• _AIM OF THE EXERCISE_:
Reproduce, from the lines below, exactly the stretch that begins at the line containing "filename crates/nilai-core/src/validate.rs" and ends at the line containing "pub fn validate(input: &FormInput)", both included.

• _EXTRACTED RECORDS_:

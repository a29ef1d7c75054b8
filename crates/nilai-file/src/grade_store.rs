//! File-backed grade store.

use std::time::Duration;

use async_trait::async_trait;
use tracing::{debug, instrument};

use nilai_core::error::{Error, InvalidInputError};
use nilai_core::traits::GradeStore;
use nilai_core::{NewGrade, RecordId, Result, StoreUrl};

use crate::live_query::FileLiveQuery;
use crate::store::FileStore;

const DEFAULT_POLL_INTERVAL: Duration = Duration::from_millis(500);

/// Filesystem-backed [`GradeStore`].
#[derive(Debug, Clone)]
pub struct FileGradeStore {
    store: FileStore,
    url: StoreUrl,
    poll_interval: Duration,
}

impl FileGradeStore {
    /// Open the store at `url`, holding documents in `collection`.
    ///
    /// Nothing is created on disk until the first write or subscription.
    pub fn open(url: StoreUrl, collection: impl Into<String>) -> Result<Self> {
        let root = url.to_file_path().ok_or_else(|| {
            Error::from(InvalidInputError::StoreUrl {
                value: url.to_string(),
                reason: "not a local path".to_string(),
            })
        })?;

        Ok(Self {
            store: FileStore::new(root, collection)?,
            url,
            poll_interval: DEFAULT_POLL_INTERVAL,
        })
    }

    /// Override how often live queries re-check the collection when the
    /// watcher reports nothing.
    pub fn with_poll_interval(mut self, poll_interval: Duration) -> Self {
        self.poll_interval = poll_interval;
        self
    }

    /// Access the underlying file store.
    pub fn file_store(&self) -> &FileStore {
        &self.store
    }
}

#[async_trait]
impl GradeStore for FileGradeStore {
    type LiveQuery = FileLiveQuery;

    fn url(&self) -> &StoreUrl {
        &self.url
    }

    fn collection(&self) -> &str {
        self.store.collection()
    }

    #[instrument(skip(self, grade), fields(store = %self.url))]
    async fn save(&self, grade: &NewGrade) -> Result<RecordId> {
        debug!("Saving grade");
        self.store.insert(grade).await
    }

    fn subscribe(&self) -> Result<Self::LiveQuery> {
        FileLiveQuery::from_store(self.store.clone(), self.poll_interval)
    }
}
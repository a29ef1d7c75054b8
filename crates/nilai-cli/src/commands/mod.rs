//! Subcommand implementations.

mod config;
mod export;
mod list;
mod render;
mod submit;
mod watch;

use anyhow::{Context, Result, bail};
use clap::Subcommand;
use futures_util::StreamExt;

use nilai_core::traits::GradeStore;
use nilai_core::{Connection, GradeBook};
use nilai_file::{FileGradeStore, FileLiveQuery};

use crate::cli::StoreArgs;
use crate::{config as cfg, output};

#[derive(Subcommand, Debug)]
pub enum Commands {
    /// Validate and save one grade
    Submit(submit::SubmitArgs),

    /// Show the current grades
    List(list::ListArgs),

    /// Follow grades live
    Watch(watch::WatchArgs),

    /// Export all grades to nilai_mahasiswa.csv
    Export(export::ExportArgs),

    /// Render the grade book as an HTML page
    Render(render::RenderArgs),

    /// Show or change the saved configuration
    Config(config::ConfigCommand),
}

pub async fn handle(cmd: Commands, store: &StoreArgs) -> Result<()> {
    match cmd {
        Commands::Submit(args) => submit::run(args, store).await,
        Commands::List(args) => list::run(args, store).await,
        Commands::Watch(args) => watch::run(args, store).await,
        Commands::Export(args) => export::run(args, store).await,
        Commands::Render(args) => render::run(args, store).await,
        Commands::Config(args) => config::run(args, store).await,
    }
}

/// Open the store, subscribe, and apply the first snapshot.
///
/// The live query is returned so callers can keep following it.
async fn open_book(store: &StoreArgs) -> Result<(GradeBook<FileGradeStore>, FileLiveQuery)> {
    let store = cfg::open_store(store)?;
    let mut live = store.subscribe().context("Failed to start subscription")?;
    let mut book = GradeBook::new(store);

    match live.next().await {
        Some(item) => {
            book.on_live_query(item);
        }
        None => book.fail_subscription(&nilai_core::Error::subscription(
            "live query ended before the first snapshot",
        )),
    }

    if book.connection() == Connection::Failed {
        if let Some(notice) = book.notice() {
            output::notice(notice);
        }
        bail!("No connection to {}", book.store().url());
    }

    Ok((book, live))
}
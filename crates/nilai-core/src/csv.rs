//! CSV export of the snapshot cache.

use serde::Serialize;

use crate::error::ExportError;
use crate::record::GradeRecord;

/// Default file name offered for download.
pub const FILE_NAME: &str = "nilai_mahasiswa.csv";

pub const MIME_TYPE: &str = "text/csv";

/// Column header, in row order.
pub const COLUMNS: [&str; 5] = ["nim", "nama", "mata_kuliah", "nilai", "created_at"];

/// A materialized CSV file ready to be offered to the user.
#[derive(Debug, Clone, PartialEq, Eq, Serialize)]
pub struct CsvExport {
    pub file_name: &'static str,
    pub mime_type: &'static str,
    pub body: String,
    pub rows: usize,
}

/// Serialize records to CSV.
///
/// Every data cell is double-quoted with embedded quotes doubled; the header
/// is written bare. Rows are joined by `\n` with no trailing newline.
///
/// # Errors
///
/// Returns [`ExportError::Empty`] when there is nothing to export.
pub fn export_csv(records: &[GradeRecord]) -> Result<CsvExport, ExportError> {
    if records.is_empty() {
        return Err(ExportError::Empty);
    }

    let mut lines = Vec::with_capacity(records.len() + 1);
    lines.push(COLUMNS.join(","));

    for record in records {
        let created_at = record.created_at.to_iso8601().unwrap_or_default();
        let nilai = record.nilai_display();
        let cells = [
            record.nim.as_deref().unwrap_or(""),
            record.nama.as_deref().unwrap_or(""),
            record.mata_kuliah.as_deref().unwrap_or(""),
            nilai.as_str(),
            created_at.as_str(),
        ];
        lines.push(
            cells
                .iter()
                .map(|cell| quote(cell))
                .collect::<Vec<_>>()
                .join(","),
        );
    }

    Ok(CsvExport {
        file_name: FILE_NAME,
        mime_type: MIME_TYPE,
        body: lines.join("\n"),
        rows: records.len(),
    })
}

fn quote(cell: &str) -> String {
    format!("\"{}\"", cell.replace('"', "\"\""))
}
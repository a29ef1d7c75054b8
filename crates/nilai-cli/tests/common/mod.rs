#![allow(dead_code)]

use std::path::{Path, PathBuf};
use std::process::{Command, Output};

use tempfile::TempDir;

/// An isolated home directory and store for one test.
pub struct Sandbox {
    pub dir: TempDir,
}

impl Sandbox {
    pub fn new() -> Self {
        let dir = TempDir::new().expect("Failed to create temp dir");
        std::fs::create_dir_all(dir.path().join("home")).unwrap();
        Self { dir }
    }

    pub fn home(&self) -> PathBuf {
        self.dir.path().join("home")
    }

    pub fn store(&self) -> PathBuf {
        self.dir.path().join("store")
    }

    pub fn path(&self) -> &Path {
        self.dir.path()
    }

    fn command(&self, args: &[&str]) -> Command {
        let mut cmd = Command::new(env!("CARGO_BIN_EXE_nilai"));
        cmd.args(args);
        cmd.env("HOME", self.home());
        cmd.env("XDG_DATA_HOME", self.home().join("data"));
        cmd.env("XDG_CONFIG_HOME", self.home().join("config"));
        cmd.env_remove("NILAI_COLLECTION");
        cmd.env("NILAI_STORE", self.store());
        cmd.env("NO_COLOR", "1");
        cmd
    }

    /// Run the CLI with this sandbox's environment.
    pub fn run(&self, args: &[&str]) -> Output {
        self.command(args).output().expect("Failed to execute CLI")
    }

    /// Run without the NILAI_STORE override, so the config file applies.
    pub fn run_unpinned(&self, args: &[&str]) -> Output {
        let mut cmd = self.command(args);
        cmd.env_remove("NILAI_STORE");
        cmd.output().expect("Failed to execute CLI")
    }

    /// Run the CLI and expect success.
    pub fn run_success(&self, args: &[&str]) -> String {
        let output = self.run(args);
        if !output.status.success() {
            let stderr = String::from_utf8_lossy(&output.stderr);
            panic!("CLI command failed: {:?}\nstderr: {}", args, stderr);
        }
        String::from_utf8_lossy(&output.stdout).to_string()
    }

    pub fn submit(&self, nim: &str, nama: &str, mata_kuliah: &str, nilai: &str) -> Output {
        self.run(&[
            "submit",
            "--nim",
            nim,
            "--nama",
            nama,
            "--mata-kuliah",
            mata_kuliah,
            "--nilai",
            nilai,
        ])
    }
}

impl Sandbox {
    /// Run `watch`, feeding `input` on stdin.
    pub fn watch(&self, input: &str) -> Output {
        use std::io::Write;
        use std::process::Stdio;

        let mut child = self
            .command(&["watch"])
            .stdin(Stdio::piped())
            .stdout(Stdio::piped())
            .stderr(Stdio::piped())
            .spawn()
            .expect("Failed to spawn CLI");

        child
            .stdin
            .take()
            .expect("stdin")
            .write_all(input.as_bytes())
            .expect("Failed to write stdin");

        child.wait_with_output().expect("Failed to wait for CLI")
    }
}
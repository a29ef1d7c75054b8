//! Export command implementation.

use std::path::{Path, PathBuf};

use anyhow::{Context, Result};
use clap::Args;

use nilai_core::CsvExport;

use crate::cli::StoreArgs;
use crate::output;

#[derive(Args, Debug)]
pub struct ExportArgs {
    /// Directory to write nilai_mahasiswa.csv into
    #[arg(long, default_value = ".")]
    pub out: PathBuf,
}

pub async fn run(args: ExportArgs, store: &StoreArgs) -> Result<()> {
    let (mut book, _live) = super::open_book(store).await?;

    let Some(export) = book.export() else {
        // An empty store is not a failure.
        if let Some(notice) = book.notice() {
            output::notice(notice);
        }
        return Ok(());
    };

    let path = write(&export, &args.out)?;

    println!("{}", path.display());
    output::success(&format!("Exported {} record(s)", export.rows));

    Ok(())
}

/// Write the export into `dir`, creating it if needed.
pub(super) fn write(export: &CsvExport, dir: &Path) -> Result<PathBuf> {
    std::fs::create_dir_all(dir).context("Failed to create output directory")?;
    let path = dir.join(export.file_name);
    std::fs::write(&path, &export.body)
        .with_context(|| format!("Failed to write {}", path.display()))?;
    Ok(path)
}
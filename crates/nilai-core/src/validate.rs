//! Form validation.

use serde::{Deserialize, Serialize};

use crate::error::ValidationError;
use crate::record::NewGrade;

/// Raw values of the four form fields, exactly as typed.
#[derive(Debug, Clone, Default, PartialEq, Eq, Serialize, Deserialize)]
pub struct FormInput {
    pub nim: String,
    pub nama: String,
    pub mata_kuliah: String,
    pub nilai: String,
}

impl FormInput {
    pub fn new(
        nim: impl Into<String>,
        nama: impl Into<String>,
        mata_kuliah: impl Into<String>,
        nilai: impl Into<String>,
    ) -> Self {
        Self {
            nim: nim.into(),
            nama: nama.into(),
            mata_kuliah: mata_kuliah.into(),
            nilai: nilai.into(),
        }
    }

    /// Reset every field to empty.
    pub fn clear(&mut self) {
        *self = Self::default();
    }
}

/// Validate the form and produce a grade ready to be written.
///
/// Checks, in order: every field is non-empty after trimming, then the score
/// parses as a finite number within `[0, 100]`. String fields are trimmed and
/// otherwise kept verbatim.
pub fn validate(input: &FormInput) -> Result<NewGrade, ValidationError> {
    let nim = input.nim.trim();
    let nama = input.nama.trim();
    let mata_kuliah = input.mata_kuliah.trim();
    let nilai = input.nilai.trim();

    if nim.is_empty() || nama.is_empty() || mata_kuliah.is_empty() || nilai.is_empty() {
        return Err(ValidationError::MissingField);
    }

    let score = parse_score(nilai).ok_or(ValidationError::ScoreOutOfRange)?;

    Ok(NewGrade {
        nim: nim.to_string(),
        nama: nama.to_string(),
        mata_kuliah: mata_kuliah.to_string(),
        nilai: score,
    })
}

/// Parse a decimal score and range-check it. `NaN` and infinities never pass.
fn parse_score(s: &str) -> Option<f64> {
    // Rust accepts "inf"/"nan" spellings; a score is always finite.
    let n: f64 = s.parse().ok()?;
    // Adding +0.0 turns -0.0 into 0.0.
    (n.is_finite() && (0.0..=100.0).contains(&n)).then_some(n + 0.0)
}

• _EXERCISE RESULT_:
filename crates/nilai-core/src/validate.rs
//! Form validation.

use serde::{Deserialize, Serialize};

use crate::error::ValidationError;
use crate::record::NewGrade;

/// Raw values of the four form fields, exactly as typed.
#[derive(Debug, Clone, Default, PartialEq, Eq, Serialize, Deserialize)]
pub struct FormInput {
    pub nim: String,
    pub nama: String,
    pub mata_kuliah: String,
    pub nilai: String,
}

impl FormInput {
    pub fn new(
        nim: impl Into<String>,
        nama: impl Into<String>,
        mata_kuliah: impl Into<String>,
        nilai: impl Into<String>,
    ) -> Self {
        Self {
            nim: nim.into(),
            nama: nama.into(),
            mata_kuliah: mata_kuliah.into(),
            nilai: nilai.into(),
        }
    }

    /// Reset every field to empty.
    pub fn clear(&mut self) {
        *self = Self::default();
    }
}

/// Validate the form and produce a grade ready to be written.
///
/// Checks, in order: every field is non-empty after trimming, then the score
/// parses as a finite number within `[0, 100]`. String fields are trimmed and
/// otherwise kept verbatim.
pub fn validate(input: &FormInput) -> Result<NewGrade, ValidationError> {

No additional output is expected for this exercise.